Even without chilly mornings, I know winter is coming. Loons are losing their black-and-white checkerboard colors and fading to gray. Skeins of snow geese are threading south across the October sky. Maples and birches are giving their last shows, a few flames of yellow and red against the mauve of bare hillsides.

Watching Vermont's land and inhabitants make ready for the long winter ahead is fascinating. Much less visible, but every bit as interesting, is the transformation that's taking place in Lake Champlain.

It's easy to think of the lake as a big bathtub with a surface that wrinkles in strong northerly or southerly breezes. The reality is far more complex.

During the summer, the deep cold water in the lake's bottom sloshes back and forth in a giant underwater wave. This deep, cold part of the lake remains at about 43 degrees all summer, a leftover from winter's chill. Cool lakewater hunkers below the warm surface water much like vinegar lies under oil. There's even a sharp boundary between the two layers, just like in your salad dressing bottle. The underwater wave occurs at this temperature boundary.

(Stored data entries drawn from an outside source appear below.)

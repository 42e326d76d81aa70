//! Report formatting for terminal output

use crate::models::Money;
use crate::reports::{MonthlySummaryReport, WeeklyDashboard};

const REPORT_WIDTH: usize = 56;
const BAR_WIDTH: usize = 24;

/// Format a percentage with appropriate precision
pub fn format_percentage(pct: f64) -> String {
    if pct < 0.1 && pct > 0.0 {
        format!("{:.2}%", pct)
    } else if pct < 10.0 {
        format!("{:.1}%", pct)
    } else {
        format!("{:.0}%", pct)
    }
}

/// Horizontal bar scaled against `max_value`
pub fn format_bar(value: f64, max_value: f64, width: usize) -> String {
    if max_value <= 0.0 || value <= 0.0 {
        return " ".repeat(width);
    }

    let filled = ((value / max_value) * width as f64).round() as usize;
    let filled = filled.min(width);

    format!("{}{}", "█".repeat(filled), "░".repeat(width - filled))
}

pub fn separator(width: usize) -> String {
    "─".repeat(width)
}

/// Truncate to `max_len` characters, ending with an ellipsis when cut
pub fn truncate(s: &str, max_len: usize) -> String {
    if s.chars().count() <= max_len {
        s.to_string()
    } else if max_len <= 3 {
        ".".repeat(max_len)
    } else {
        let kept: String = s.chars().take(max_len - 3).collect();
        format!("{}...", kept)
    }
}

pub fn format_weekly_dashboard(dashboard: &WeeklyDashboard) -> String {
    let mut output = String::new();

    output.push_str(&format!(
        "Weekly Dashboard: {} to {}\n",
        dashboard.start_date, dashboard.end_date
    ));
    output.push_str(&separator(REPORT_WIDTH));
    output.push('\n');

    let max_day = dashboard
        .days
        .iter()
        .map(|d| d.total)
        .max()
        .unwrap_or_else(Money::zero);
    for day in &dashboard.days {
        output.push_str(&format!(
            "{:<4} {} {:>12}\n",
            day.label,
            format_bar(day.total.as_f64(), max_day.as_f64(), BAR_WIDTH),
            day.total.to_string()
        ));
    }

    output.push_str(&separator(REPORT_WIDTH));
    output.push('\n');
    output.push_str(&format!("This week:    {}\n", dashboard.week_total));
    output.push_str(&format!(
        "Weekly limit: {} ({} used)\n",
        dashboard.weekly_limit,
        format_percentage(dashboard.limit_used_percentage())
    ));
    if dashboard.limit_exceeded() {
        output.push_str(&format!(
            "Over limit by {}\n",
            -dashboard.remaining
        ));
    } else {
        output.push_str(&format!("Remaining:    {}\n", dashboard.remaining));
    }

    output.push('\n');
    if dashboard.categories.is_empty() {
        output.push_str("No spending recorded yet.\n");
        return output;
    }

    output.push_str(&format!(
        "Spending by category (last two months, {} expenses, {})\n",
        dashboard.expense_count, dashboard.total_spent
    ));
    for category in &dashboard.categories {
        output.push_str(&format!(
            "  {:<14} {:>12} {:>4} {:>6}\n",
            category.category.as_str(),
            category.total.to_string(),
            category.expense_count,
            format_percentage(category.percentage)
        ));
    }

    output
}

pub fn format_monthly_summary(report: &MonthlySummaryReport) -> String {
    let mut output = String::new();

    output.push_str(&format!(
        "Monthly Summary (savings target {})\n",
        report.monthly_budget
    ));
    output.push_str(&separator(REPORT_WIDTH));
    output.push('\n');

    if report.months.is_empty() {
        output.push_str("No spending recorded yet.\n");
        return output;
    }

    output.push_str(&format!(
        "{:<16} {:>12} {:>6} {:>12}\n",
        "Month", "Spent", "Count", "Savings"
    ));
    for month in &report.months {
        let marker = if month.is_over_budget() { " !" } else { "" };
        output.push_str(&format!(
            "{:<16} {:>12} {:>6} {:>12}{}\n",
            month.label(),
            month.total.to_string(),
            month.expense_count,
            month.savings.to_string(),
            marker
        ));
    }

    output.push_str(&separator(REPORT_WIDTH));
    output.push('\n');
    output.push_str(&format!("Total savings: {}\n", report.total_savings()));

    output
}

It works like this: when high winds push the warm surface water layer to one end of the lake, that pile of warm water actually pushes down on and displaces the cold layer underneath, sending it sloshing down to the other end of the lake. Even when the wind stops, the sloshing doesn't halt immediately, but continues, slower and smaller, over days.

The wave, which scientists call a seiche (rhymes with mesh), can take as long as four days to roar from one end of the lake to the other and back again. Because it's a wave detectable only in water temperatures, no surfer will ever ride it -- even though it can be 100 feet high or more.

Anglers know all about the lake's layering and how the water sloshes around. Many cold-water fish, like salmon, hover in the cool water at the boundary line. The sloshing lake and its giant wave explains why these fish can be caught at 25 feet one day and 75 feet another. The layering will persist all summer. But as the fall days grow shorter and air temperatures cool, cool, the water sinks, sending small tendrils snaking down toward the lake's low-lying 43 degree water. When fall's chill gives way to winter's freezes, the top layers of the lake reach 39 degrees, the temperature at which water is densest.

Then something funny happens.

The cool water that's been sloshing around the bottom of the lake during the summer is dense, but it isn't quite as dense as water at 39 degrees. So the lake water literally turns topsy turvy – a process that biologists call fall turnover. Lake Champlain's length and huge volume -- 6.2 trillion gallons -- means fall turnover doesn't actually happen until December.

That turnover mixes all sorts of things into the lake water, including nutrients and pollutants that might have been locked in the deepest parts of the lake all summer. The uniform temperature also makes a difference for smelt, the tiny fish that are food for larger game fish. In summer, smelt spend their days at the very top of the cold layer of water. They rise up at night to feed. But after the lake turns over and there's no layering, smelt will be spread throughout the lake. The fall turnover also eliminates the boundary layer where the wave once formed.

So, as honking geese remind you of the season to come, think also of how winter's cold will mix Lake Champlain's waters like a big milkshake, then still its invisible, 100-foot waves.